I remember thinking that I had to win this fight, or I could surely never come back to school out of shame. The crowd of students was a bit warmer to me this time. I remember them shouting my name and cheering me on to put up a fight. I was a bit more mentally prepared having replayed the fight from a few weeks previous over and over in my mind.
All the anger and frustration from that fight poured out of me like lava from a volcano and I saw red. I sat on top of the girl and hit her as hard as I could, right on the face, over and over. A teacher approached and pulled me off. I was given the sternest talking to by the teacher and of course, I had no defence. I was rightly threatened with suspension, but luckily wasn’t suspended in the end.
About 20 years ago, I saw the first bully again in London, to my shock she saw me and said “What you lookin’ at?” just as her friend had done all those years ago! Then, 10 years later I saw the same bully again. She was in front of me at the post office, she was with her son and she noticed me. My eyes burned into the back of her head as she cashed her check from the government. I telepathically sent her a message “You don’t know what you did to me! Why did you attack me?!”
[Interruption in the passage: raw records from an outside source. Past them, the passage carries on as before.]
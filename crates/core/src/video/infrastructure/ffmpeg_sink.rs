use std::path::Path;

use crate::shared::fourcc::FourCc;
use crate::shared::frame::Frame;
use crate::shared::video_metadata::FrameSize;
use crate::video::domain::media_backend::SinkParams;
use crate::video::domain::video_sink::VideoSink;

const MPEG4_TAGS: &[&str] = &["mp4v", "fmp4", "xvid", "divx", "dx50"];
const H264_TAGS: &[&str] = &["avc1", "h264", "x264"];
const MJPEG_TAGS: &[&str] = &["mjpg"];

/// Encodes frames into a single video stream via ffmpeg-next.
///
/// Frames whose size differs from the configured one are rescaled, gray
/// frames are expanded, and a sink opened with `is_color = false` stores
/// luma only.
pub struct FfmpegSink {
    state: Option<EncoderState>,
    frame_size: FrameSize,
    is_color: bool,
    frame_count: i64,
}

struct EncoderState {
    octx: ffmpeg_next::format::context::Output,
    encoder: ffmpeg_next::codec::encoder::video::Encoder,
    encoder_time_base: ffmpeg_next::Rational,
    pixel_format: ffmpeg_next::format::Pixel,
    scaler: Option<(FrameSize, ffmpeg_next::software::scaling::Context)>,
}

// Safety: FfmpegSink is only used from a single thread at a time.
// The raw pointers inside ffmpeg types are not shared across threads.
unsafe impl Send for FfmpegSink {}

impl FfmpegSink {
    pub fn open(path: &Path, params: &SinkParams) -> Result<Self, Box<dyn std::error::Error>> {
        ffmpeg_next::init()?;

        if params.frame_size.is_empty() {
            return Err(format!("invalid output frame size {}", params.frame_size).into());
        }
        if params.fps.is_nan() || params.fps <= 0.0 {
            return Err(format!("invalid output frame rate {}", params.fps).into());
        }
        let (codec_id, pixel_format) = encoder_for(params.codec)?;

        let mut octx = ffmpeg_next::format::output(path)?;

        let global_header = octx
            .format()
            .flags()
            .contains(ffmpeg_next::format::Flags::GLOBAL_HEADER);

        let codec = ffmpeg_next::encoder::find(codec_id)
            .ok_or_else(|| format!("no encoder available for codec tag {}", params.codec))?;

        let mut ost = octx.add_stream(Some(codec))?;

        let mut encoder_ctx = ffmpeg_next::codec::context::Context::new_with_codec(codec)
            .encoder()
            .video()?;

        encoder_ctx.set_width(params.frame_size.width);
        encoder_ctx.set_height(params.frame_size.height);
        encoder_ctx.set_format(pixel_format);

        let fps_i = (params.fps.round() as i32).max(1);
        let encoder_time_base = ffmpeg_next::Rational(1, fps_i);
        encoder_ctx.set_time_base(encoder_time_base);
        encoder_ctx.set_frame_rate(Some(ffmpeg_next::Rational(fps_i, 1)));

        if global_header {
            encoder_ctx.set_flags(ffmpeg_next::codec::Flags::GLOBAL_HEADER);
        }

        let encoder = encoder_ctx.open_with(ffmpeg_next::Dictionary::new())?;
        ost.set_parameters(&encoder);

        octx.write_header()?;

        log::debug!(
            "Opened video sink {} ({}, {} @ {} fps, color={})",
            path.display(),
            params.codec,
            params.frame_size,
            fps_i,
            params.is_color
        );

        Ok(Self {
            state: Some(EncoderState {
                octx,
                encoder,
                encoder_time_base,
                pixel_format,
                scaler: None,
            }),
            frame_size: params.frame_size,
            is_color: params.is_color,
            frame_count: 0,
        })
    }
}

impl EncoderState {
    fn scaler_for(
        &mut self,
        input: FrameSize,
        output: FrameSize,
    ) -> Result<&mut ffmpeg_next::software::scaling::Context, Box<dyn std::error::Error>> {
        let stale = !matches!(&self.scaler, Some((size, _)) if *size == input);
        if stale {
            let ctx = ffmpeg_next::software::scaling::Context::get(
                ffmpeg_next::format::Pixel::RGB24,
                input.width,
                input.height,
                self.pixel_format,
                output.width,
                output.height,
                ffmpeg_next::software::scaling::Flags::BILINEAR,
            )?;
            self.scaler = Some((input, ctx));
        }
        match self.scaler.as_mut() {
            Some((_, ctx)) => Ok(ctx),
            None => Err("scaler unavailable".into()),
        }
    }

    fn write_pending_packets(&mut self) -> Result<(), Box<dyn std::error::Error>> {
        let ost_time_base = self
            .octx
            .stream(0)
            .ok_or("output stream missing")?
            .time_base();

        let mut encoded = ffmpeg_next::Packet::empty();
        while self.encoder.receive_packet(&mut encoded).is_ok() {
            encoded.set_stream(0);
            encoded.rescale_ts(self.encoder_time_base, ost_time_base);
            encoded.write_interleaved(&mut self.octx)?;
        }
        Ok(())
    }
}

impl VideoSink for FfmpegSink {
    fn write(&mut self, frame: &Frame) -> Result<(), Box<dyn std::error::Error>> {
        let state = self.state.as_mut().ok_or("FfmpegSink: already finished")?;
        if frame.is_empty() {
            return Err("cannot encode an empty frame".into());
        }

        // Also rejects buffers whose length disagrees with the dimensions.
        let frame = if self.is_color {
            frame.to_rgb()?
        } else {
            frame.to_gray()?.to_rgb()?
        };
        let (width, height) = (frame.width(), frame.height());

        let mut rgb_frame = ffmpeg_next::util::frame::video::Video::new(
            ffmpeg_next::format::Pixel::RGB24,
            width,
            height,
        );

        // Copy pixel data, respecting stride
        let stride = rgb_frame.stride(0);
        let row_bytes = width as usize * 3;
        let data = rgb_frame.data_mut(0);
        for (row, src) in frame.data().chunks_exact(row_bytes).enumerate() {
            let dst_start = row * stride;
            data[dst_start..dst_start + row_bytes].copy_from_slice(src);
        }

        let mut yuv_frame = ffmpeg_next::util::frame::video::Video::empty();
        state
            .scaler_for(frame.size(), self.frame_size)?
            .run(&rgb_frame, &mut yuv_frame)?;
        yuv_frame.set_pts(Some(self.frame_count));

        state.encoder.send_frame(&yuv_frame)?;
        state.write_pending_packets()?;

        self.frame_count += 1;
        Ok(())
    }

    fn finish(&mut self) -> Result<(), Box<dyn std::error::Error>> {
        let Some(mut state) = self.state.take() else {
            return Ok(());
        };

        state.encoder.send_eof()?;
        state.write_pending_packets()?;
        state.octx.write_trailer()?;

        log::debug!("Video sink closed after {} frames", self.frame_count);
        Ok(())
    }
}

impl Drop for FfmpegSink {
    fn drop(&mut self) {
        if let Err(e) = self.finish() {
            log::warn!("Failed to finalize video output: {e}");
        }
    }
}

/// Maps a FourCC tag to the encoder and the pixel format it is fed with.
fn encoder_for(
    codec: FourCc,
) -> Result<(ffmpeg_next::codec::Id, ffmpeg_next::format::Pixel), Box<dyn std::error::Error>> {
    let is = |tags: &[&str]| tags.iter().any(|t| codec.matches(t));
    if is(MPEG4_TAGS) {
        Ok((
            ffmpeg_next::codec::Id::MPEG4,
            ffmpeg_next::format::Pixel::YUV420P,
        ))
    } else if is(H264_TAGS) {
        Ok((
            ffmpeg_next::codec::Id::H264,
            ffmpeg_next::format::Pixel::YUV420P,
        ))
    } else if is(MJPEG_TAGS) {
        Ok((
            ffmpeg_next::codec::Id::MJPEG,
            ffmpeg_next::format::Pixel::YUVJ420P,
        ))
    } else {
        Err(format!("unsupported codec tag {codec}").into())
    }
}
pub mod ffmpeg_backend;
pub mod ffmpeg_capture;
pub mod ffmpeg_sink;
pub mod image_file_codec;
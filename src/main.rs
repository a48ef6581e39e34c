mod auth;
mod config;
mod error;
mod format;
mod http;
mod parser;
mod store;

use std::path::PathBuf;
use std::sync::Arc;

use anyhow::Context;
use clap::{Parser, Subcommand};
use serde_json::json;
use tracing::info;

use crate::auth::StaticKeyAuthenticator;
use crate::config::Settings;
use crate::store::rest::RestStore;
use crate::store::{Tender, TenderQuery, TenderStore};

#[derive(Parser)]
#[command(name = "tender_gateway", about = "Read-only HTTP gateway over the tenders table")]
struct Cli {
    #[command(subcommand)]
    command: Commands,
}

#[derive(Subcommand)]
enum Commands {
    /// Serve the HTTP API
    Serve {
        /// Listen address (overrides TENDER_BIND)
        #[arg(long)]
        bind: Option<String>,
    },
    /// Run the field extractor over a local text file
    Extract {
        path: PathBuf,
        /// Only look for the EMD amount
        #[arg(long)]
        emd_only: bool,
    },
    /// Query the tenders table once and print the result envelope
    Tenders {
        #[arg(short = 'n', long)]
        limit: Option<String>,
        /// Search phrase (words are OR-combined)
        #[arg(short, long)]
        q: Option<String>,
        #[arg(short, long)]
        bid_number: Option<String>,
    },
}

fn init_tracing() {
    tracing_subscriber::fmt()
        .with_env_filter(
            tracing_subscriber::EnvFilter::try_from_default_env()
                .unwrap_or_else(|_| "info".into()),
        )
        .init();
}

fn load_settings() -> anyhow::Result<Settings> {
    let settings = Settings::from_env().context("loading TENDER_* configuration")?;
    info!(settings_loaded = ?settings, "configuration loaded");
    Ok(settings)
}

fn rest_store(settings: &Settings) -> RestStore {
    RestStore::new(&settings.store_url, &settings.store_key, &settings.table)
}

#[tokio::main]
async fn main() -> anyhow::Result<()> {
    init_tracing();
    let cli = Cli::parse();

    match cli.command {
        Commands::Serve { bind } => {
            let settings = load_settings()?;
            let addr = bind.unwrap_or_else(|| settings.bind.clone());
            let state = http::AppState {
                store: Arc::new(rest_store(&settings)),
                auth: Arc::new(StaticKeyAuthenticator::new(settings.api_key.clone())),
                settings: Arc::new(settings),
            };
            let app = http::build_router(state);
            let listener = tokio::net::TcpListener::bind(&addr)
                .await
                .with_context(|| format!("binding {addr}"))?;
            info!(addr = %addr, "tender gateway listening");
            axum::serve(listener, app)
                .with_graceful_shutdown(shutdown_signal())
                .await
                .context("server error")?;
            info!("shut down");
            Ok(())
        }
        Commands::Extract { path, emd_only } => {
            let text = std::fs::read_to_string(&path)
                .with_context(|| format!("reading {}", path.display()))?;
            let out = if emd_only {
                let emd_amount = parser::extract_emd(&text)
                    .unwrap_or_else(|| parser::NOT_FOUND.to_string());
                json!({ "emd_amount": emd_amount })
            } else {
                serde_json::to_value(parser::extract_details(&text))?
            };
            println!("{}", serde_json::to_string_pretty(&out)?);
            Ok(())
        }
        Commands::Tenders { limit, q, bid_number } => {
            let settings = load_settings()?;
            let store = rest_store(&settings);
            let query = TenderQuery::new(
                settings.resolve_limit(limit.as_deref()),
                q.as_deref(),
                bid_number.as_deref(),
            );
            let data: Vec<Tender> = store
                .list_tenders(&query)
                .await?
                .into_iter()
                .map(Tender::with_display_fields)
                .collect();
            let out = json!({ "success": true, "count": data.len(), "data": data });
            println!("{}", serde_json::to_string_pretty(&out)?);
            Ok(())
        }
    }
}

async fn shutdown_signal() {
    if tokio::signal::ctrl_c().await.is_err() {
        // No signal handler available; run until the process is killed.
        std::future::pending::<()>().await;
    }
}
In the adult world John Lennon was shot, Lady Diana married Prince Charles and Margaret Thatcher was the first female prime minister of the UK. But, in my world I was consumed with school projects and friends, I just observed boys and was still afraid of them in any romantic capacity.
One day I badly twisted my ankle at school and was on crutches for a few weeks. While hobbling around at school several of my friends who were male had made a bet that if they offered to walk me home, and be generally helpful and attentive then surely one of them in turn would not receive my default answer to being invited out after school “Sorry I’m not allowed.” Unfortunately for all of them, my stance didn’t waiver.
I avoided the computers like the plague
In the last two years of Secondary school, I remember that a few rooms had computers suddenly pop up in them, but I avoided the computers like the plague. The day-to-day of my world was very much about being nervous of final exams and pouring in many hours of studying . My work was all lined up on my desk in an orderly fashion. I really began to love and be passionate about my studies. I was so immersed in school that I was blissfully unaware of what was going on in the wider world.
I completed my high school qualifications and ended up getting some really good grades. It was pretty remarkable for someone who started high school without speaking English. I then went on to complete O Levels at college, then my Bachelors at university in Education, then my Masters in Primary Education, and have since gone on to receive further diplomas.
My memories of my education in the UK in the 70s are immensely vivid. Retelling them has brought back to me warm memories and tough ones. The road to college was not smooth, but the good outweighed the bad. In becoming a primary school teacher in the UK myself, I felt that my journey of education in England had really come full circle. In some ways things had come a long way. In other ways, not much had changed since my time at school.